Ella sabe que Higgins no la necesita, lo mismo que no la necesita su padre. La brutal franqueza con la que le dijo aquel día que se había acostumbrado a tenerla cerca y dispuesta para toda clase de pequeños servicios y que la echaría de menos si se marchara (ni a Freddy ni al coronel se les hubiera jamás ocurrido decir cosas por el estilo), la convence cada vez más de que ella no tiene más importancia para él que un par de zapatillas. Con todo, ella se da cuenta de que su indiferencia tiene un fondo más prócer que la ofuscación de las almas ordinarias. Se interesa inmensamente por él. Hasta tiene ciertos momentos perversos en los que desea poder estar a solas con él en una isla desierta, lejos de todas las conveniencias sociales y con nadie más en el mundo a quien considerar, para verle bajar de su pedestal y hacerle el amor como cualquier otro hombre.

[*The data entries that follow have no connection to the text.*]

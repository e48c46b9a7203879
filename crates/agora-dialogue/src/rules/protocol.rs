//! Move admission rules

use crate::error::ProtocolViolation;
use agora_core::{Move, MoveId};
use serde::{Deserialize, Serialize};
use std::fmt;

/// Read-only view of the moves a dialogue holds
pub trait MoveLookup {
    fn find_move(&self, id: MoveId) -> Option<&Move>;
}

/// A constraint a candidate move must satisfy before it is admitted
#[derive(Debug, Clone, Copy, PartialEq, Eq, Hash, Serialize, Deserialize)]
#[serde(rename_all = "snake_case")]
pub enum ProtocolRule {
    /// A player may not reply to their own move
    AttackOnOwnMove,
    /// The same move may not be repeated within a branch.
    /// Admits everything; callers of persuasion dialogues can use
    /// `PersuasionDialogue::is_repeated_move` instead.
    NoRepeatInBranch,
}

impl ProtocolRule {
    pub const ALL: [ProtocolRule; 2] = [Self::AttackOnOwnMove, Self::NoRepeatInBranch];

    pub fn name(self) -> &'static str {
        match self {
            Self::AttackOnOwnMove => "attack_on_own_move",
            Self::NoRepeatInBranch => "no_repeat_in_branch",
        }
    }

    pub fn description(self) -> &'static str {
        match self {
            Self::AttackOnOwnMove => "a player may not reply to a move they played themselves",
            Self::NoRepeatInBranch => "declared only; admits every move",
        }
    }

    /// Check `candidate` against the dialogue it is about to enter
    pub fn evaluate(self, dialogue: &dyn MoveLookup, candidate: &Move) -> Option<ProtocolViolation> {
        match self {
            Self::AttackOnOwnMove => {
                let target = dialogue.find_move(candidate.target()?)?;
                let player = candidate.player()?;
                if !target.played_by(player) {
                    return None;
                }
                Some(ProtocolViolation {
                    rule: self,
                    offending: candidate.clone(),
                    reason: format!("{} replied to their own move #{}", player, target.id()),
                })
            }
            Self::NoRepeatInBranch => None,
        }
    }
}

impl fmt::Display for ProtocolRule {
    fn fmt(&self, f: &mut fmt::Formatter<'_>) -> fmt::Result {
        f.write_str(self.name())
    }
}

/// Evaluate `rules` in order and stop at the first violation
pub fn first_violation(
    rules: &[ProtocolRule],
    dialogue: &dyn MoveLookup,
    candidate: &Move,
) -> Option<ProtocolViolation> {
    rules.iter().find_map(|rule| rule.evaluate(dialogue, candidate))
}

Todos tenemos secretas imaginaciones de esta clase. Pero cuando Elisa vuelve a la realidad y huyen los ensueños y fantasías, ama a Freddy y quiere al coronel; no quiere a Higgins ni a míster Doolitle. Galatea nunca quiere de veras a Pigmalión; las relaciones que existen entre ellos son de esencia demasiado supraterrestre para ser en su conjunto agradables.